SC favours Live Streaming of Court Proceedings says Litigants have The Right to Know


Supreme Court of India today (July 9th, 2018) taking a significant step towards transparency and accountability has favored the live streaming of court proceedings in all matters except when the hearing is held in camera, in rape cases and matrimonial disputes.

A bench comprising Chief Justice Dipak Misra, Justice A M Khanwilkar and Justice D Y Chandrachud hearing two PILs filed by Senior Advocate Indira Jaising and law student Swapnil Tripathi, required Attorney General K. K. Venugopal to advance suggestions so as to aid the framing of comprehensive and holistic guidelines for adoption.

It was observed by the court that letting all the cases live streamed except when the hearing is held in camera, in rape cases and matrimonial disputes will help litigant to know about his case and how his lawyer performed in his case before the Court.

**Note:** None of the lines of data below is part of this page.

//! Apply pending schema migrations and exit.
#![cfg_attr(not(any(test, doctest)), deny(clippy::unwrap_used))]
#![cfg_attr(not(any(test, doctest)), deny(clippy::expect_used))]

use std::io;

use clap::Parser;
use tracing::warn;
use tracing_subscriber::{EnvFilter, fmt};
use travel_backend::outbound::persistence::run_pending_migrations;
use travel_backend::settings::resolve_database_url;

/// `migrate` command arguments.
#[derive(Debug, Clone, Parser)]
#[command(
    name = "migrate",
    about = "Apply pending travel schema migrations",
    version
)]
struct CliArgs {
    /// Database connection URL. Falls back to `DATABASE_URL` when omitted.
    #[arg(long = "database-url", value_name = "url")]
    database_url: Option<String>,
}

fn main() -> io::Result<()> {
    if let Err(e) = fmt()
        .with_env_filter(EnvFilter::from_default_env())
        .try_init()
    {
        warn!(error = %e, "tracing init failed");
    }

    let args = CliArgs::try_parse().map_err(io::Error::other)?;
    let database_url = resolve_database_url(args.database_url).map_err(io::Error::other)?;
    let applied = run_pending_migrations(&database_url).map_err(io::Error::other)?;

    if applied.is_empty() {
        println!("schema already up to date");
    }
    for version in applied {
        println!("applied {version}");
    }
    Ok(())
}
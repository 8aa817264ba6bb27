//! Points of interest and their images.
//!
//! A POI is identified for de-duplication by its name and location compared
//! case-insensitively. [`PoiLookupKey`] carries that normalised pair so the
//! persistence layer and the create-or-find flow agree on a single rule: a
//! missing or blank location is the empty string.

use serde::{Deserialize, Serialize};
use utoipa::ToSchema;

use super::{PoiId, PoiImageId};

/// Maximum length for POI names and locations, matching the column width.
pub const POI_TEXT_MAX: usize = 255;

/// Validation errors raised while building POI values.
#[derive(Debug, Clone, PartialEq, Eq, thiserror::Error)]
pub enum PoiValidationError {
    /// The name was missing or only whitespace.
    #[error("poi name must not be empty")]
    EmptyName,
    /// A text field exceeds [`POI_TEXT_MAX`] characters.
    #[error("{field} must be at most {max} characters")]
    TooLong {
        /// Offending field.
        field: &'static str,
        /// Configured maximum.
        max: usize,
    },
}

mod base64_bytes {
    //! Serialise optional byte buffers as standard base64 strings.

    use base64::Engine as _;
    use base64::engine::general_purpose::STANDARD;
    use serde::{Deserialize, Deserializer, Serializer};

    pub fn serialize<S>(value: &Option<Vec<u8>>, serializer: S) -> Result<S::Ok, S::Error>
    where
        S: Serializer,
    {
        match value {
            Some(bytes) => serializer.serialize_some(&STANDARD.encode(bytes)),
            None => serializer.serialize_none(),
        }
    }

    pub fn deserialize<'de, D>(deserializer: D) -> Result<Option<Vec<u8>>, D::Error>
    where
        D: Deserializer<'de>,
    {
        let encoded: Option<String> = Option::deserialize(deserializer)?;
        encoded
            .map(|text| STANDARD.decode(text).map_err(serde::de::Error::custom))
            .transpose()
    }
}

/// Image attached to a POI, with an opaque embedding vector.
#[derive(Debug, Clone, PartialEq, Eq, Serialize, Deserialize, ToSchema)]
pub struct PoiImage {
    /// Store-assigned identifier.
    #[schema(value_type = i64)]
    pub id: PoiImageId,
    /// Public image location.
    pub image_url: Option<String>,
    /// Embedding bytes, base64 encoded on the wire.
    #[serde(default, with = "base64_bytes")]
    #[schema(value_type = Option<String>, format = Byte)]
    pub embedding: Option<Vec<u8>>,
}

/// Point of interest.
#[derive(Debug, Clone, PartialEq, Eq, Serialize, Deserialize, ToSchema)]
pub struct Poi {
    /// Store-assigned identifier.
    #[schema(value_type = i64, example = 1)]
    pub id: PoiId,
    /// Display name, stored trimmed.
    #[schema(example = "Eiffel Tower")]
    pub name: String,
    /// Free-form description.
    pub description: Option<String>,
    /// Town or area, stored trimmed.
    #[schema(example = "Paris")]
    pub location: Option<String>,
    /// Cover image location.
    pub image_url: Option<String>,
    /// Images owned by this POI.
    #[serde(default)]
    pub images: Vec<PoiImage>,
}

/// Image fields supplied when creating or replacing a POI.
#[derive(Debug, Clone, PartialEq, Eq, Default)]
pub struct PoiImageDraft {
    /// Public image location.
    pub image_url: Option<String>,
    /// Embedding bytes.
    pub embedding: Option<Vec<u8>>,
}

/// Validated fields for creating or replacing a POI.
#[derive(Debug, Clone, PartialEq, Eq)]
pub struct PoiDraft {
    name: String,
    description: Option<String>,
    location: Option<String>,
    image_url: Option<String>,
    images: Vec<PoiImageDraft>,
}

fn check_length(field: &'static str, value: &str) -> Result<(), PoiValidationError> {
    if value.chars().count() > POI_TEXT_MAX {
        return Err(PoiValidationError::TooLong {
            field,
            max: POI_TEXT_MAX,
        });
    }
    Ok(())
}

impl PoiDraft {
    /// Validate and normalise POI fields.
    ///
    /// The name is trimmed and must be non-empty. A blank location is stored
    /// as absent.
    ///
    /// # Examples
    /// ```
    /// use travel_backend::domain::PoiDraft;
    ///
    /// let draft = PoiDraft::new(" Louvre ", None, Some("  ".into()), None, Vec::new())
    ///     .expect("valid draft");
    /// assert_eq!(draft.name(), "Louvre");
    /// assert_eq!(draft.location(), None);
    /// ```
    pub fn new(
        name: impl AsRef<str>,
        description: Option<String>,
        location: Option<String>,
        image_url: Option<String>,
        images: Vec<PoiImageDraft>,
    ) -> Result<Self, PoiValidationError> {
        let name = name.as_ref().trim();
        if name.is_empty() {
            return Err(PoiValidationError::EmptyName);
        }
        check_length("name", name)?;
        let location = location
            .as_deref()
            .map(str::trim)
            .filter(|value| !value.is_empty())
            .map(str::to_owned);
        if let Some(value) = location.as_deref() {
            check_length("location", value)?;
        }
        Ok(Self {
            name: name.to_owned(),
            description,
            location,
            image_url,
            images,
        })
    }

    /// Trimmed name.
    pub fn name(&self) -> &str {
        &self.name
    }

    /// Description.
    pub fn description(&self) -> Option<&str> {
        self.description.as_deref()
    }

    /// Trimmed location, absent when blank.
    pub fn location(&self) -> Option<&str> {
        self.location.as_deref()
    }

    /// Cover image location.
    pub fn image_url(&self) -> Option<&str> {
        self.image_url.as_deref()
    }

    /// Images to attach.
    pub fn images(&self) -> &[PoiImageDraft] {
        &self.images
    }

    /// Lookup key identifying this POI for de-duplication.
    #[must_use]
    pub fn lookup_key(&self) -> PoiLookupKey {
        PoiLookupKey::normalised(&self.name, self.location.as_deref())
    }
}

/// Case-insensitive `(name, location)` pair used to find an existing POI.
///
/// Mirrors the unique index on `(lower(name), lower(coalesce(location, '')))`.
/// Equality and hashing use the folded pair only.
#[derive(Debug, Clone)]
pub struct PoiLookupKey {
    name: String,
    location: String,
    input_name: String,
    input_location: String,
}

impl PartialEq for PoiLookupKey {
    fn eq(&self, other: &Self) -> bool {
        self.name == other.name && self.location == other.location
    }
}

impl Eq for PoiLookupKey {}

impl std::hash::Hash for PoiLookupKey {
    fn hash<H: std::hash::Hasher>(&self, state: &mut H) {
        self.name.hash(state);
        self.location.hash(state);
    }
}

impl PoiLookupKey {
    /// Build a lookup key from raw user input.
    ///
    /// # Examples
    /// ```
    /// use travel_backend::domain::PoiLookupKey;
    ///
    /// let key = PoiLookupKey::new("  Eiffel Tower", Some("PARIS ")).expect("valid key");
    /// assert_eq!(key.name(), "eiffel tower");
    /// assert_eq!(key.location(), "paris");
    ///
    /// let blank = PoiLookupKey::new("Eiffel Tower", Some("   ")).expect("valid key");
    /// assert_eq!(blank.location(), "");
    /// ```
    pub fn new(name: &str, location: Option<&str>) -> Result<Self, PoiValidationError> {
        if name.trim().is_empty() {
            return Err(PoiValidationError::EmptyName);
        }
        Ok(Self::normalised(name, location))
    }

    fn normalised(name: &str, location: Option<&str>) -> Self {
        let input_name = name.trim().to_owned();
        let input_location = location.map(str::trim).unwrap_or_default().to_owned();
        Self {
            name: input_name.to_lowercase(),
            location: input_location.to_lowercase(),
            input_name,
            input_location,
        }
    }

    /// Lower-cased, trimmed name.
    pub fn name(&self) -> &str {
        &self.name
    }

    /// Lower-cased, trimmed location; empty when none was given.
    pub fn location(&self) -> &str {
        &self.location
    }

    /// Trimmed name in the caller's spelling, for folding by the database.
    pub fn input_name(&self) -> &str {
        &self.input_name
    }

    /// Trimmed location in the caller's spelling; empty when none was given.
    pub fn input_location(&self) -> &str {
        &self.input_location
    }

    /// Report whether a stored POI matches this key.
    #[must_use]
    pub fn matches(&self, poi: &Poi) -> bool {
        poi.name.to_lowercase() == self.name
            && poi.location.as_deref().unwrap_or_default().to_lowercase() == self.location
    }
}
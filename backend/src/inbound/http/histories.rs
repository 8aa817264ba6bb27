//! Purchase history API handlers.
//!
//! ```text
//! GET /api/histories
//! GET /api/histories/{id}
//! POST /api/histories {"userId":7,"ticketId":3}
//! PUT /api/histories/{id} {"purchase_date":"2025-05-01T09:30:00Z"}
//! DELETE /api/histories/{id}
//! ```
//!
//! Creation is idempotent per `(userId, ticketId)`: repeating the request
//! returns the row recorded the first time.

use actix_web::{HttpResponse, delete, get, post, put, web};
use serde::Deserialize;
use utoipa::ToSchema;

use crate::domain::{
    CreateHistoryRequest, EMPTY_HISTORY_PAYLOAD, Error, History, HistoryChanges, HistoryId,
    TicketId, UserId,
};
use crate::inbound::http::ApiResult;
use crate::inbound::http::schemas::ErrorSchema;
use crate::inbound::http::state::HttpState;
use crate::inbound::http::validation::{FieldName, parse_optional_rfc3339_timestamp};

/// Request body for recording a purchase.
#[derive(Debug, Deserialize, ToSchema)]
#[serde(rename_all = "camelCase")]
pub struct CreateHistoryPayload {
    /// Buyer.
    #[schema(value_type = Option<i64>, example = 7)]
    pub user_id: Option<UserId>,
    /// Purchased ticket.
    #[schema(value_type = Option<i64>, example = 3)]
    pub ticket_id: Option<TicketId>,
}

impl From<CreateHistoryPayload> for CreateHistoryRequest {
    fn from(value: CreateHistoryPayload) -> Self {
        Self {
            user_id: value.user_id,
            ticket_id: value.ticket_id,
        }
    }
}

/// Partial update of a purchase; absent fields are kept.
#[derive(Debug, Deserialize, ToSchema)]
#[serde(rename_all = "camelCase")]
pub struct UpdateHistoryPayload {
    /// Replacement buyer.
    #[schema(value_type = Option<i64>)]
    pub user_id: Option<UserId>,
    /// Replacement ticket.
    #[schema(value_type = Option<i64>)]
    pub ticket_id: Option<TicketId>,
    /// Replacement purchase time, RFC 3339.
    #[serde(rename = "purchase_date", alias = "purchaseDate")]
    #[schema(example = "2025-05-01T09:30:00Z")]
    pub purchase_date: Option<String>,
}

impl TryFrom<UpdateHistoryPayload> for HistoryChanges {
    type Error = Error;

    fn try_from(value: UpdateHistoryPayload) -> Result<Self, Self::Error> {
        Ok(Self {
            user_id: value.user_id,
            ticket_id: value.ticket_id,
            purchase_date: parse_optional_rfc3339_timestamp(
                value.purchase_date,
                FieldName::new("purchase_date"),
            )?,
        })
    }
}

/// Parse the create body, treating an empty body and JSON `null` alike.
fn parse_create_payload(body: &[u8]) -> Result<CreateHistoryPayload, Error> {
    if body.iter().all(u8::is_ascii_whitespace) {
        return Err(Error::invalid_request(EMPTY_HISTORY_PAYLOAD));
    }
    let payload: Option<CreateHistoryPayload> = serde_json::from_slice(body)
        .map_err(|err| Error::invalid_request(format!("Invalid JSON payload: {err}")))?;
    payload.ok_or_else(|| Error::invalid_request(EMPTY_HISTORY_PAYLOAD))
}

/// List every purchase with its user and ticket.
#[utoipa::path(
    get,
    path = "/api/histories",
    responses(
        (status = 200, description = "Purchase history", body = [History]),
        (status = 500, description = "Internal server error", body = ErrorSchema)
    ),
    tags = ["histories"],
    operation_id = "listHistories"
)]
#[get("/histories")]
pub async fn list_histories(state: web::Data<HttpState>) -> ApiResult<web::Json<Vec<History>>> {
    Ok(web::Json(state.histories_query.list().await?))
}

/// Fetch a purchase by id.
#[utoipa::path(
    get,
    path = "/api/histories/{id}",
    params(("id" = i64, Path, description = "History identifier")),
    responses(
        (status = 200, description = "Purchase", body = History),
        (status = 404, description = "Not found", body = ErrorSchema),
        (status = 500, description = "Internal server error", body = ErrorSchema)
    ),
    tags = ["histories"],
    operation_id = "getHistory"
)]
#[get("/histories/{id}")]
pub async fn get_history(
    state: web::Data<HttpState>,
    id: web::Path<HistoryId>,
) -> ApiResult<web::Json<History>> {
    Ok(web::Json(state.histories_query.get(id.into_inner()).await?))
}

/// Record a purchase, or return the one already recorded for the pair.
#[utoipa::path(
    post,
    path = "/api/histories",
    request_body = CreateHistoryPayload,
    responses(
        (status = 200, description = "Created or existing purchase", body = History),
        (status = 400, description = "Payload, userId or ticketId missing", body = ErrorSchema),
        (status = 404, description = "User or ticket not found", body = ErrorSchema),
        (status = 500, description = "Purchase could not be created or found", body = ErrorSchema)
    ),
    tags = ["histories"],
    operation_id = "createHistory"
)]
#[post("/histories")]
pub async fn create_history(
    state: web::Data<HttpState>,
    body: web::Bytes,
) -> ApiResult<web::Json<History>> {
    let payload = parse_create_payload(&body)?;
    let history = state.histories.create(payload.into()).await?;
    Ok(web::Json(history))
}

/// Change a purchase's user, ticket or date.
#[utoipa::path(
    put,
    path = "/api/histories/{id}",
    params(("id" = i64, Path, description = "History identifier")),
    request_body = UpdateHistoryPayload,
    responses(
        (status = 200, description = "Updated purchase", body = History),
        (status = 400, description = "Invalid request", body = ErrorSchema),
        (status = 404, description = "History, user or ticket not found", body = ErrorSchema),
        (status = 409, description = "Pair already recorded", body = ErrorSchema),
        (status = 500, description = "Internal server error", body = ErrorSchema)
    ),
    tags = ["histories"],
    operation_id = "updateHistory"
)]
#[put("/histories/{id}")]
pub async fn update_history(
    state: web::Data<HttpState>,
    id: web::Path<HistoryId>,
    payload: web::Json<UpdateHistoryPayload>,
) -> ApiResult<web::Json<History>> {
    let changes = HistoryChanges::try_from(payload.into_inner())?;
    let history = state.histories.update(id.into_inner(), changes).await?;
    Ok(web::Json(history))
}

/// Delete a purchase.
#[utoipa::path(
    delete,
    path = "/api/histories/{id}",
    params(("id" = i64, Path, description = "History identifier")),
    responses(
        (status = 204, description = "Deleted"),
        (status = 404, description = "Not found", body = ErrorSchema),
        (status = 500, description = "Internal server error", body = ErrorSchema)
    ),
    tags = ["histories"],
    operation_id = "deleteHistory"
)]
#[delete("/histories/{id}")]
pub async fn delete_history(
    state: web::Data<HttpState>,
    id: web::Path<HistoryId>,
) -> ApiResult<HttpResponse> {
    state.histories.delete(id.into_inner()).await?;
    Ok(HttpResponse::NoContent().finish())
}
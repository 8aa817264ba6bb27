//! Test helpers for inbound HTTP components.

use std::sync::Arc;

use actix_web::dev::{ServiceFactory, ServiceRequest, ServiceResponse};
use actix_web::{App, web};
use mockable::Clock;
use serde_json::Value;

use crate::domain::{HistoryService, PoiService, TextGenerator};
use crate::inbound::http::api_scope;
use crate::inbound::http::error::{json_config, path_config, query_config};
use crate::inbound::http::state::{HttpState, HttpStatePorts};
use crate::test_support::{FixtureClock, InMemoryDatabase};

/// Wire every port to `db` through the real services.
///
/// The text generator starts without a model; chat tests swap `state.text`.
pub fn in_memory_state(db: &Arc<InMemoryDatabase>) -> HttpState {
    let clock: Arc<dyn Clock> = Arc::new(FixtureClock::may_day());
    let history_service = Arc::new(HistoryService::new(
        db.clone(),
        db.clone(),
        db.clone(),
        clock,
    ));
    HttpState::new(HttpStatePorts {
        users: db.clone(),
        pois: db.clone(),
        poi_command: Arc::new(PoiService::new(db.clone())),
        tickets: db.clone(),
        trips: db.clone(),
        searches: db.clone(),
        histories: history_service.clone(),
        histories_query: history_service,
        text: Arc::new(TextGenerator::uninitialised()),
    })
}

/// Application with the full `/api` scope and the error-mapping extractor
/// configuration used in production.
pub fn test_app(
    state: HttpState,
) -> App<
    impl ServiceFactory<
        ServiceRequest,
        Config = (),
        Response = ServiceResponse,
        Error = actix_web::Error,
        InitError = (),
    >,
> {
    App::new()
        .app_data(web::Data::new(state))
        .app_data(json_config())
        .app_data(path_config())
        .app_data(query_config())
        .service(api_scope())
}

/// Read the `code` and `message` of an error body.
pub fn error_parts(body: &Value) -> (&str, &str) {
    (
        body.get("code").and_then(Value::as_str).unwrap_or_default(),
        body.get("message").and_then(Value::as_str).unwrap_or_default(),
    )
}
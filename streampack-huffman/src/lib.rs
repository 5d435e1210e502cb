//! # Streampack Huffman
//!
//! Huffman prefix coding: code construction, encoding, and incremental
//! decoding.
//!
//! Two construction modes are provided:
//!
//! - **Weighted**: an optimal prefix code built from per-symbol weights by
//!   repeatedly merging the two lightest subtrees.
//! - **Canonical**: codes derived from an explicit per-symbol width list,
//!   assigned consecutively within each width in symbol order. This is the
//!   form DEFLATE transmits its dynamic tables in.
//!
//! Decoding is incremental: callers accumulate bits one at a time against a
//! live stream and [`HuffmanDecoder::lookup`] reports a match, asks for more
//! bits, or flags a corrupt pattern.
//!
//! ## Example
//!
//! ```rust
//! use streampack_huffman::{HuffmanDecoder, HuffmanEncoder, Lookup};
//!
//! // A = 0, B = 10, C = 11
//! let encoder = HuffmanEncoder::new_canonical(&[1, 2, 2]).unwrap();
//! assert_eq!(encoder.code(0), (0b0, 1));
//! assert_eq!(encoder.code(1), (0b10, 2));
//! assert_eq!(encoder.code(2), (0b11, 2));
//!
//! let decoder = HuffmanDecoder::new_canonical(&[1, 2, 2]).unwrap();
//! assert_eq!(decoder.lookup(0b1, 1), Lookup::Incomplete);
//! assert_eq!(decoder.lookup(0b10, 2), Lookup::Symbol(1));
//! ```

#![warn(missing_docs)]
#![warn(clippy::all)]
#![allow(clippy::module_name_repetitions)]

pub mod code;
pub mod decoder;
pub mod encoder;

// Re-exports
pub use code::{MAX_CODE_WIDTH, generate_canonical, generate_weighted};
pub use decoder::{HuffmanDecoder, Lookup};
pub use encoder::HuffmanEncoder;
pub use streampack_core::{CodecError, Result};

Senior Advocate Indira Jaising spoke confidently that live streaming of such cases will increase access to courts, and will “negate the chances of any misreporting, errors or second-hand information.” She further added that the “right to seek, receive information including live streaming of Supreme Court proceedings” is a Fundamental Right guaranteed under Article 19(1)(a) of the Constitution. She explains, “Our constitutional fabric is such that we accept the cardinal principle that justice must not only be done but seen to be done and thus it becomes essential that persons that may be affected by the Supreme Court’s decisions be able to access the same vide live streaming and video recording. Citizens including the Petitioner herein has a fundamental right under Article 19(1) (a) to receive information by way of live streaming of proceedings in the Supreme Court of India.

However, after the acknowledgment of the petition by the court, it may place a restriction on streaming of those cases which involves countervailing interests of privacy, such as family law and criminal law cases.

In a remarkable step, the top court had allowed the installation of CCTV recording with audio in trial courts and tribunals in every state last year.